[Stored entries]

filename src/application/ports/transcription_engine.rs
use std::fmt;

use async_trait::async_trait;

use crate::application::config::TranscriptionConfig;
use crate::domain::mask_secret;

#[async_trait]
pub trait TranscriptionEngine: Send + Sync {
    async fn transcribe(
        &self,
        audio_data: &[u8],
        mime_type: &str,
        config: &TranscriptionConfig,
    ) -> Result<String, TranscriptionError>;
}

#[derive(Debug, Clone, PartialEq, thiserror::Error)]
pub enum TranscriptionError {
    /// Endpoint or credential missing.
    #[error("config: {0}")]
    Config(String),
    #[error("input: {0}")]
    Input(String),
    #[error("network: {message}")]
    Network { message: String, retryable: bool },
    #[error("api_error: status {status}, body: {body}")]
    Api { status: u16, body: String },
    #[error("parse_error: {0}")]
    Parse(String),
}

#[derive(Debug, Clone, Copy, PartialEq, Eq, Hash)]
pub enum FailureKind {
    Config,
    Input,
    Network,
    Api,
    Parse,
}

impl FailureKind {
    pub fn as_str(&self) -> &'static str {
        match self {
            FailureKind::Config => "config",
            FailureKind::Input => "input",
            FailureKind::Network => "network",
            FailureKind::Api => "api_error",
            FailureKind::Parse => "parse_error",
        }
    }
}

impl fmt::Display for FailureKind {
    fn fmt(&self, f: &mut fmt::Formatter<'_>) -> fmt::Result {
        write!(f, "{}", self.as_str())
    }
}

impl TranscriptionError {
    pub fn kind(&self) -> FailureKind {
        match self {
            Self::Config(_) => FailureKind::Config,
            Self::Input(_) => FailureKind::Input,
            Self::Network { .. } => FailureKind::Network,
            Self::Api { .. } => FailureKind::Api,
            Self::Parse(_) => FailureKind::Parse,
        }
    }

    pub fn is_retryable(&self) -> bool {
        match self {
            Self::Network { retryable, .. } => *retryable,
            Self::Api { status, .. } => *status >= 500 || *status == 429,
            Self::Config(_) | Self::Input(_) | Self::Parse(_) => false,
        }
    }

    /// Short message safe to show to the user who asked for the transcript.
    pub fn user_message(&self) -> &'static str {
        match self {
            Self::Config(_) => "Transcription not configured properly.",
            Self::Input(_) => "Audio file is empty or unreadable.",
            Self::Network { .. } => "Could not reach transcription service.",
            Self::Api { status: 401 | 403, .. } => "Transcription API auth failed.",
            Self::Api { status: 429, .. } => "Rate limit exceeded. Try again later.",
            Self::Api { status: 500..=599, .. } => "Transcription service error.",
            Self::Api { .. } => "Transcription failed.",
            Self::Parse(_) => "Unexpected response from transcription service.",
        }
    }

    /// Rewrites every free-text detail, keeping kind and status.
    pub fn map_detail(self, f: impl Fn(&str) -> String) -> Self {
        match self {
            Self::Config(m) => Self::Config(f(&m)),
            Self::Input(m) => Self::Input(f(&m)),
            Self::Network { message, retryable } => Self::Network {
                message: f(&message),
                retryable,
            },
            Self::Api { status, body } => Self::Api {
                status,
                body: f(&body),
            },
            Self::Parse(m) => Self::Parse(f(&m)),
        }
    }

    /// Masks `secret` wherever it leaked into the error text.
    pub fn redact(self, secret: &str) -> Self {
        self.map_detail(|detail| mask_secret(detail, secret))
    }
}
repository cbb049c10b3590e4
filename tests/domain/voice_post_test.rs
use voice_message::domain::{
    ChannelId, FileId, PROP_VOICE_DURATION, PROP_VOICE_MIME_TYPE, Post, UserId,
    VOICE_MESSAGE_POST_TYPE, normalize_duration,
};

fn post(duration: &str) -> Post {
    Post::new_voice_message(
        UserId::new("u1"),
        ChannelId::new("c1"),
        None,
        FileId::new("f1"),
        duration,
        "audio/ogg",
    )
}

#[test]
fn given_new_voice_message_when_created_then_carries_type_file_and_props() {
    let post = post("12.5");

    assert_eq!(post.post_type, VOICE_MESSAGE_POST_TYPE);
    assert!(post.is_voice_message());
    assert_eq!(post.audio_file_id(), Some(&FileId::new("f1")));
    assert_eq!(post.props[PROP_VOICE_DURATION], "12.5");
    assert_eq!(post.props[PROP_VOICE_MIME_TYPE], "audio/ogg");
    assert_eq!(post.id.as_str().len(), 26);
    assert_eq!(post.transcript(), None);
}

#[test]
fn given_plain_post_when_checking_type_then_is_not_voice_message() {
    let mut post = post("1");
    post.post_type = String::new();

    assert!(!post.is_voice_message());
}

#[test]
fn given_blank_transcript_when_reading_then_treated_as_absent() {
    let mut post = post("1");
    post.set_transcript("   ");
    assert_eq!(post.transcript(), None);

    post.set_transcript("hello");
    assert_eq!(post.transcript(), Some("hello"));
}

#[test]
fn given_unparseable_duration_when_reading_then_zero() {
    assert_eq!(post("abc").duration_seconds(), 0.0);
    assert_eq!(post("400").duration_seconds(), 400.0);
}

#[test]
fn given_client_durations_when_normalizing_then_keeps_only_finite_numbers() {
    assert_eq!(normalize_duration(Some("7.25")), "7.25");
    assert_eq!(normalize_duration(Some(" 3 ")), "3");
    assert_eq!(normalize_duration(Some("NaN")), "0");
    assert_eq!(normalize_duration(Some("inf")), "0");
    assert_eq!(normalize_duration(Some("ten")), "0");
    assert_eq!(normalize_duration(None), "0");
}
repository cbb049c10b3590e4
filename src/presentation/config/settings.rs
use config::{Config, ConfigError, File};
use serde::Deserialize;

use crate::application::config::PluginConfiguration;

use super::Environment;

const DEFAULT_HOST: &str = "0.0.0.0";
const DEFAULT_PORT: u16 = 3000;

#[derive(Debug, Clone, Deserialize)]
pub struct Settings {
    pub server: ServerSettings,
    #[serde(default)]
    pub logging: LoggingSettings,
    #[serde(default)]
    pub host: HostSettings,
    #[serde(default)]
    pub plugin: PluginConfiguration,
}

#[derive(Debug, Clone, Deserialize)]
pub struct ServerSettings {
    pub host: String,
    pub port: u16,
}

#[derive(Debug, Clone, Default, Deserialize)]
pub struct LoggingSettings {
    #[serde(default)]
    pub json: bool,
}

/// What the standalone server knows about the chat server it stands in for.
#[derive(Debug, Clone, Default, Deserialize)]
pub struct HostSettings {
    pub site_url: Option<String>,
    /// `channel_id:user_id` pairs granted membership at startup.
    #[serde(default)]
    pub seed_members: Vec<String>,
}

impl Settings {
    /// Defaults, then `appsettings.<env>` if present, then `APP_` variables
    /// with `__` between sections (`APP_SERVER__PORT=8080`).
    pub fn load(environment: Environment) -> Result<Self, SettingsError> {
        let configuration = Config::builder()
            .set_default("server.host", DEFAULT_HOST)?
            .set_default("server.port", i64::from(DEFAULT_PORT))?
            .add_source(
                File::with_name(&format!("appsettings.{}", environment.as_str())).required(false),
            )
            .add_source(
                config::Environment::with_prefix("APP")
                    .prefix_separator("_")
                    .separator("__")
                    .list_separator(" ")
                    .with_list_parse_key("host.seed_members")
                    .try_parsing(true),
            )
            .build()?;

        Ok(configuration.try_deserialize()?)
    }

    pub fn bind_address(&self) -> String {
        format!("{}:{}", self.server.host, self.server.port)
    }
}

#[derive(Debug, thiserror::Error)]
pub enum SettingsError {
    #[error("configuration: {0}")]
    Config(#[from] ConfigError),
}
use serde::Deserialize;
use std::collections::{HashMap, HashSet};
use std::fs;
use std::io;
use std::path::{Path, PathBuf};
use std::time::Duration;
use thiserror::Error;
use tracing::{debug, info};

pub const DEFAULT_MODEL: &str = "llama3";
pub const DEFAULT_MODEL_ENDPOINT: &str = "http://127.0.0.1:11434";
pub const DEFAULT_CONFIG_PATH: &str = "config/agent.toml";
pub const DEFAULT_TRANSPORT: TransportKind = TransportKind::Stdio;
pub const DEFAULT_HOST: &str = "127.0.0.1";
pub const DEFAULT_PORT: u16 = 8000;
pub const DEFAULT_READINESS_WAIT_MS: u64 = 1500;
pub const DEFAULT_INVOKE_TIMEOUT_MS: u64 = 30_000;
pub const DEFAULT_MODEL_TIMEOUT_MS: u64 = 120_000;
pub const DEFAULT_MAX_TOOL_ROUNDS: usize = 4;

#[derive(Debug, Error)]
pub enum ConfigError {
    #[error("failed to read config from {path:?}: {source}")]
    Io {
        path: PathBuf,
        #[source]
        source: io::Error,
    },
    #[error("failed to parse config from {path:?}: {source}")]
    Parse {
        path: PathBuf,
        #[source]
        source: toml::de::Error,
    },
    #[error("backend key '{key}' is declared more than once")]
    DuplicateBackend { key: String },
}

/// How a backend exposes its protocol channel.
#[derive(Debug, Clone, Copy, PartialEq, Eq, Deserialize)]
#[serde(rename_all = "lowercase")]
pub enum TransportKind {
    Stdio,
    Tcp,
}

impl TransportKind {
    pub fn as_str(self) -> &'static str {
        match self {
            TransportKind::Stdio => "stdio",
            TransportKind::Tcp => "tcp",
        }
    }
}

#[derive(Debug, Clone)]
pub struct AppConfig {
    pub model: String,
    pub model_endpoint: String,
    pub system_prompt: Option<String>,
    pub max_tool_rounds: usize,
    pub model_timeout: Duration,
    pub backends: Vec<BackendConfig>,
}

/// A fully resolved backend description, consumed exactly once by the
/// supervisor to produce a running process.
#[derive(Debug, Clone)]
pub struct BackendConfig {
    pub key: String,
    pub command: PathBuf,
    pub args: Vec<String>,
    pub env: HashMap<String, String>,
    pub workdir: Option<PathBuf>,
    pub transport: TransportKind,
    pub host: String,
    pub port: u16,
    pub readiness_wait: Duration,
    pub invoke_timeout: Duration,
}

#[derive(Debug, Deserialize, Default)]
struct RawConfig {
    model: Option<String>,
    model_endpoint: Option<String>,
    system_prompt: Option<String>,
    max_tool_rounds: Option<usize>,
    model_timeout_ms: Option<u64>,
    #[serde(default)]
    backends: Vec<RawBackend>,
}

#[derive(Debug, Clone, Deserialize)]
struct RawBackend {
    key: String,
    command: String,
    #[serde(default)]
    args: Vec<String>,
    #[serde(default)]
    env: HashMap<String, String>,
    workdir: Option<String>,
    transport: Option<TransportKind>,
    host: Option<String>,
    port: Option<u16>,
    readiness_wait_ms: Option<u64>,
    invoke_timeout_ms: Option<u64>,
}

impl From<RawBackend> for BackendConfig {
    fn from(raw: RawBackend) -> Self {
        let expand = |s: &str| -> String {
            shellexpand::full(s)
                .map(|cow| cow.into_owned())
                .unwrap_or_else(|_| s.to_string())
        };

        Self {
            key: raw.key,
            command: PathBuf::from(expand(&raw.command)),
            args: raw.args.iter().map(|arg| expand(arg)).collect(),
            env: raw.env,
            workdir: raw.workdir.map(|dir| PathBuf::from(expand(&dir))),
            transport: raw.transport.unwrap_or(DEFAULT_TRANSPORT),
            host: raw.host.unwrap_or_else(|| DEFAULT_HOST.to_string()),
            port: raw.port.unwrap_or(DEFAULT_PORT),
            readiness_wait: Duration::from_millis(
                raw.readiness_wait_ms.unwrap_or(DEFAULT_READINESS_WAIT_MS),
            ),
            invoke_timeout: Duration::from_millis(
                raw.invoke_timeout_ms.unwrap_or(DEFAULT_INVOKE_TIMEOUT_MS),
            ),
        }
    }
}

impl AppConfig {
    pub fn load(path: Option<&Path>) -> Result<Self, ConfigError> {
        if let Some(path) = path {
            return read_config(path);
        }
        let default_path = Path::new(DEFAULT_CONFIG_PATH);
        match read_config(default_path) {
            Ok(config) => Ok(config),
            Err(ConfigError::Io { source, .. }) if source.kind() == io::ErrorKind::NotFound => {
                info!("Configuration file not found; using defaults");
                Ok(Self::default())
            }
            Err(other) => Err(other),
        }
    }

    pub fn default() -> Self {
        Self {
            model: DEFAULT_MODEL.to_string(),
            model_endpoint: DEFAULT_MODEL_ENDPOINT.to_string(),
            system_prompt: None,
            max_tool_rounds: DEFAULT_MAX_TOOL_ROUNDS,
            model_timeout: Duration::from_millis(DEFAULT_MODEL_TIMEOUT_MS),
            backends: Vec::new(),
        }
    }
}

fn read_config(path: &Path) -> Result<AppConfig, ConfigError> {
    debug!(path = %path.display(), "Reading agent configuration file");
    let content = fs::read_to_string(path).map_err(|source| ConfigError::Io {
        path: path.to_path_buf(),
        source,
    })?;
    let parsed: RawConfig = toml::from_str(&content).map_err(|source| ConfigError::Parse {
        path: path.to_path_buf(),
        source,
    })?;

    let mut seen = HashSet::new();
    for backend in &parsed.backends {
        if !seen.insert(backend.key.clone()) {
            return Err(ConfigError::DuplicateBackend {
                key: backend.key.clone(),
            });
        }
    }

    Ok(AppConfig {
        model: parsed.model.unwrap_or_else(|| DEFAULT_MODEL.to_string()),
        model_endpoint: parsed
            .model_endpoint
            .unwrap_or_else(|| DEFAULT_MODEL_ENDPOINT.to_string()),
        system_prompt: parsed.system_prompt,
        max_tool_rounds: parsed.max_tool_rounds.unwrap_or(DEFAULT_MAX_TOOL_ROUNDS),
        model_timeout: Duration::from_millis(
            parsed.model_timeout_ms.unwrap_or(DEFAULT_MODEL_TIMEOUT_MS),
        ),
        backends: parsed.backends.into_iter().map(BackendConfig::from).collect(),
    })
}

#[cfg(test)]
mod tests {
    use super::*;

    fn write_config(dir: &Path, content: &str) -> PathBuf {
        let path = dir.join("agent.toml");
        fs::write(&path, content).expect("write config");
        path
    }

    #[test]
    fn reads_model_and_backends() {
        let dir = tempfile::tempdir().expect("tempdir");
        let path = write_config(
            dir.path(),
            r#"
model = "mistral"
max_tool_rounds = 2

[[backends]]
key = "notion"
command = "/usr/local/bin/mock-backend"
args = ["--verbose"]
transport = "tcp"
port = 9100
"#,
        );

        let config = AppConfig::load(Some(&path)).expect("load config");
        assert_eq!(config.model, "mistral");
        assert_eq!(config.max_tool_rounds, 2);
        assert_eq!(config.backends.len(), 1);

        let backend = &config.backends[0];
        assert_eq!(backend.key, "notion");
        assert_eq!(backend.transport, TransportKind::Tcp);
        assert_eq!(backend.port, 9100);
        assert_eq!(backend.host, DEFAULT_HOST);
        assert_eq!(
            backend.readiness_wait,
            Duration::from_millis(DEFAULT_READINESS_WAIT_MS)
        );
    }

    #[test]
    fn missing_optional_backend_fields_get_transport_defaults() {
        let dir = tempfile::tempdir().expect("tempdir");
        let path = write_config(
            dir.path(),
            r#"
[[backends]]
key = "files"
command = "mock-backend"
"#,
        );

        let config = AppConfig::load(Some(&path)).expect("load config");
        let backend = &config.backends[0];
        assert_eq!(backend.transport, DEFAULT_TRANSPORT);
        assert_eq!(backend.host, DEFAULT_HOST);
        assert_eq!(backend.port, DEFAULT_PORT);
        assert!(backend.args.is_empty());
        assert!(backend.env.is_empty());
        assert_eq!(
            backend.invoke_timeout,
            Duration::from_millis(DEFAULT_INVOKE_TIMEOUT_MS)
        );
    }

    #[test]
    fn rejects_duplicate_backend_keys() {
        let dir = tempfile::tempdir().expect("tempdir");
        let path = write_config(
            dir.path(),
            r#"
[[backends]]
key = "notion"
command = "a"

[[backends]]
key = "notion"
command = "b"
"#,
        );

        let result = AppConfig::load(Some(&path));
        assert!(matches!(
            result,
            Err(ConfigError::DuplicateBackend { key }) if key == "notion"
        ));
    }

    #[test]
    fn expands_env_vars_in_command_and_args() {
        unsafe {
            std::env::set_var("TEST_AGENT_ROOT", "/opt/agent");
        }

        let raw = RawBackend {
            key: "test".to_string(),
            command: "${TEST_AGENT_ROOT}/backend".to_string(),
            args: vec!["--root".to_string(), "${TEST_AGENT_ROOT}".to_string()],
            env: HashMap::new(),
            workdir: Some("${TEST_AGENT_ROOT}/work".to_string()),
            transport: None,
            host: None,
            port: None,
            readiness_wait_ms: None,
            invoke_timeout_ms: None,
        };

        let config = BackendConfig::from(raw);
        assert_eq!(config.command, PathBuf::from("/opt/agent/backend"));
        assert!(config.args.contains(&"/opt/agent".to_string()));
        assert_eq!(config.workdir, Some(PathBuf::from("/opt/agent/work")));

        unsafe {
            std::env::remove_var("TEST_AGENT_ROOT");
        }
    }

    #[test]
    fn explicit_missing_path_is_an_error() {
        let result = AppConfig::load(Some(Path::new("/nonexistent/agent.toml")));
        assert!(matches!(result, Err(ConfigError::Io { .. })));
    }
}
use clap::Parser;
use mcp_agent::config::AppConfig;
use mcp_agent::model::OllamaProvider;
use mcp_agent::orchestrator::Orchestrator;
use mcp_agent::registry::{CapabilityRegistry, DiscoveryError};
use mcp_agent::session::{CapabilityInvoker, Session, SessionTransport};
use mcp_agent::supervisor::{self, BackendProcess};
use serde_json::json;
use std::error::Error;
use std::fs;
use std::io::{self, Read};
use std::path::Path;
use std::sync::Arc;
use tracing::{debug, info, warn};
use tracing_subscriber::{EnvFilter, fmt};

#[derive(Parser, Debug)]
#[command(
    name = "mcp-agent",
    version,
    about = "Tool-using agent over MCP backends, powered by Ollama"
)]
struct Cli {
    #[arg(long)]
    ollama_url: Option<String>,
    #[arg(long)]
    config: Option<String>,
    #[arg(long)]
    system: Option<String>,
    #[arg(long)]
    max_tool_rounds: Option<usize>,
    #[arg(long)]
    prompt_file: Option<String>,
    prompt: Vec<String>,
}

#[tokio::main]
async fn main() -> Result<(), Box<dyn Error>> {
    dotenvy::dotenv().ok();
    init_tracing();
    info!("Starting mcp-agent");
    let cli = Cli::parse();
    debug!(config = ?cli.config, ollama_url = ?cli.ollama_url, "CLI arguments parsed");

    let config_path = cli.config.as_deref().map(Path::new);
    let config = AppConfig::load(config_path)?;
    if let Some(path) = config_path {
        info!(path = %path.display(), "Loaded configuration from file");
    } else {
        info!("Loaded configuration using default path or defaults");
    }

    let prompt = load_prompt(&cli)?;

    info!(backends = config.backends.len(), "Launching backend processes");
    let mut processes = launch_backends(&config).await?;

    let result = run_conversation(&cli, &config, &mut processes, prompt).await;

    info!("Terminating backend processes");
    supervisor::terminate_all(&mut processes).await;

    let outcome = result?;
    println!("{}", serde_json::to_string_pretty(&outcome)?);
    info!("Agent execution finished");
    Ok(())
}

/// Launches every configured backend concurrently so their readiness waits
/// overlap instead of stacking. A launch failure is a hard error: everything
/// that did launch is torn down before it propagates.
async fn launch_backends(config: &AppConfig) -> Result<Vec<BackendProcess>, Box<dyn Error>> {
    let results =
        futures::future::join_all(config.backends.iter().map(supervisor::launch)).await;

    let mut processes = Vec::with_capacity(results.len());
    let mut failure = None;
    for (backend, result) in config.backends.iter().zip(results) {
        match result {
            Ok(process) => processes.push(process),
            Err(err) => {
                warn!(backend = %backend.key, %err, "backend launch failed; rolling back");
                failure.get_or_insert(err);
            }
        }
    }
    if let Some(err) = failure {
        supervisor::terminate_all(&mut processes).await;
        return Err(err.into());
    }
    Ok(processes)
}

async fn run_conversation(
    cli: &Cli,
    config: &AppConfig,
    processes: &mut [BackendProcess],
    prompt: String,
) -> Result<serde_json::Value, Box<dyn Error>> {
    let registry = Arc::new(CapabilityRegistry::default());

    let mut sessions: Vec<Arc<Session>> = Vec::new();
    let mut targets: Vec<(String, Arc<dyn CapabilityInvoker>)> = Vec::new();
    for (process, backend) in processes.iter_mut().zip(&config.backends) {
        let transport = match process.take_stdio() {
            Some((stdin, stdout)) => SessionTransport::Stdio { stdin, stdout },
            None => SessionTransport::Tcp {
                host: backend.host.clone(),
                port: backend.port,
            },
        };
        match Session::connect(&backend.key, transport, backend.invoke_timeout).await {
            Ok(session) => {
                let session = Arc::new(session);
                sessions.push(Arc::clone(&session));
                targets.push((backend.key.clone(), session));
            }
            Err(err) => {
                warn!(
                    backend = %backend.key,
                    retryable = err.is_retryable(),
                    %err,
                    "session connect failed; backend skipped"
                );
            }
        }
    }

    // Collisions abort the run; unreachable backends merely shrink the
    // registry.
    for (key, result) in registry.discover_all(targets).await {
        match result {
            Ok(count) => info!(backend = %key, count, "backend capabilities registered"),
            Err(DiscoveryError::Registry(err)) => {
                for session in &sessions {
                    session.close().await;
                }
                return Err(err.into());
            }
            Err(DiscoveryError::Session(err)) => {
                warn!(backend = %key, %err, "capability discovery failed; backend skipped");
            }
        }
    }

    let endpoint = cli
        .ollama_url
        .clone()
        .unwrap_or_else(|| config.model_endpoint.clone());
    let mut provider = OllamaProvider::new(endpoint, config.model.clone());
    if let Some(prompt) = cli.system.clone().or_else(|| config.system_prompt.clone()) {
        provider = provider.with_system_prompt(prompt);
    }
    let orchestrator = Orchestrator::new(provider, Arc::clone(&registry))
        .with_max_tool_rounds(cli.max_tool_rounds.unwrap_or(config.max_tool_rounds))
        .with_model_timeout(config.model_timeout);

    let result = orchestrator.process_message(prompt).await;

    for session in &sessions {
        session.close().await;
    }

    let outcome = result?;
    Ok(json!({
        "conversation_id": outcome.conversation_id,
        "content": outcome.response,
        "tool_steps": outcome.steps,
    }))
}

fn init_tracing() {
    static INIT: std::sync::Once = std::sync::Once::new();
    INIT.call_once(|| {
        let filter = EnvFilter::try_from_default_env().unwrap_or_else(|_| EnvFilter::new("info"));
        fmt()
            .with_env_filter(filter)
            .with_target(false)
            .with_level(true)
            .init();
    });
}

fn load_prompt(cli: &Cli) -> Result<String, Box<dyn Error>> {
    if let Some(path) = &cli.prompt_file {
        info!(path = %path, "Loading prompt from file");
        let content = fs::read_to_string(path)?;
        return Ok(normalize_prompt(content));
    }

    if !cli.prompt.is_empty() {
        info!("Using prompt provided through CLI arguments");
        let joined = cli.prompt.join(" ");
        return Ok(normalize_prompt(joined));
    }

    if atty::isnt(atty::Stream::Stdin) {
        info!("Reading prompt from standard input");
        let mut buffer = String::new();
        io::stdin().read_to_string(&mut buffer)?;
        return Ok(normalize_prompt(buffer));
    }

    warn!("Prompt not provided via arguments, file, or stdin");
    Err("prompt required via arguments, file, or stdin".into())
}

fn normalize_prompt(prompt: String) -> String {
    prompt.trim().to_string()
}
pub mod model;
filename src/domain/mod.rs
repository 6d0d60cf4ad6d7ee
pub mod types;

§ EXERCISE DESCRIPTION
Beginning at the top of the data, please return every line until and including the line containing "String, retryable: bool", copied exactly, and nothing past it.

§ PROBLEM SOLUTION
filename src/application/ports/transcription_engine.rs
use std::fmt;

use async_trait::async_trait;

use crate::application::config::TranscriptionConfig;
use crate::domain::mask_secret;

#[async_trait]
pub trait TranscriptionEngine: Send + Sync {
    async fn transcribe(
        &self,
        audio_data: &[u8],
        mime_type: &str,
        config: &TranscriptionConfig,
    ) -> Result<String, TranscriptionError>;
}

#[derive(Debug, Clone, PartialEq, thiserror::Error)]
pub enum TranscriptionError {
    /// Endpoint or credential missing.
    #[error("config: {0}")]
    Config(String),
    #[error("input: {0}")]
    Input(String),
    #[error("network: {message}")]
    Network { message: String, retryable: bool },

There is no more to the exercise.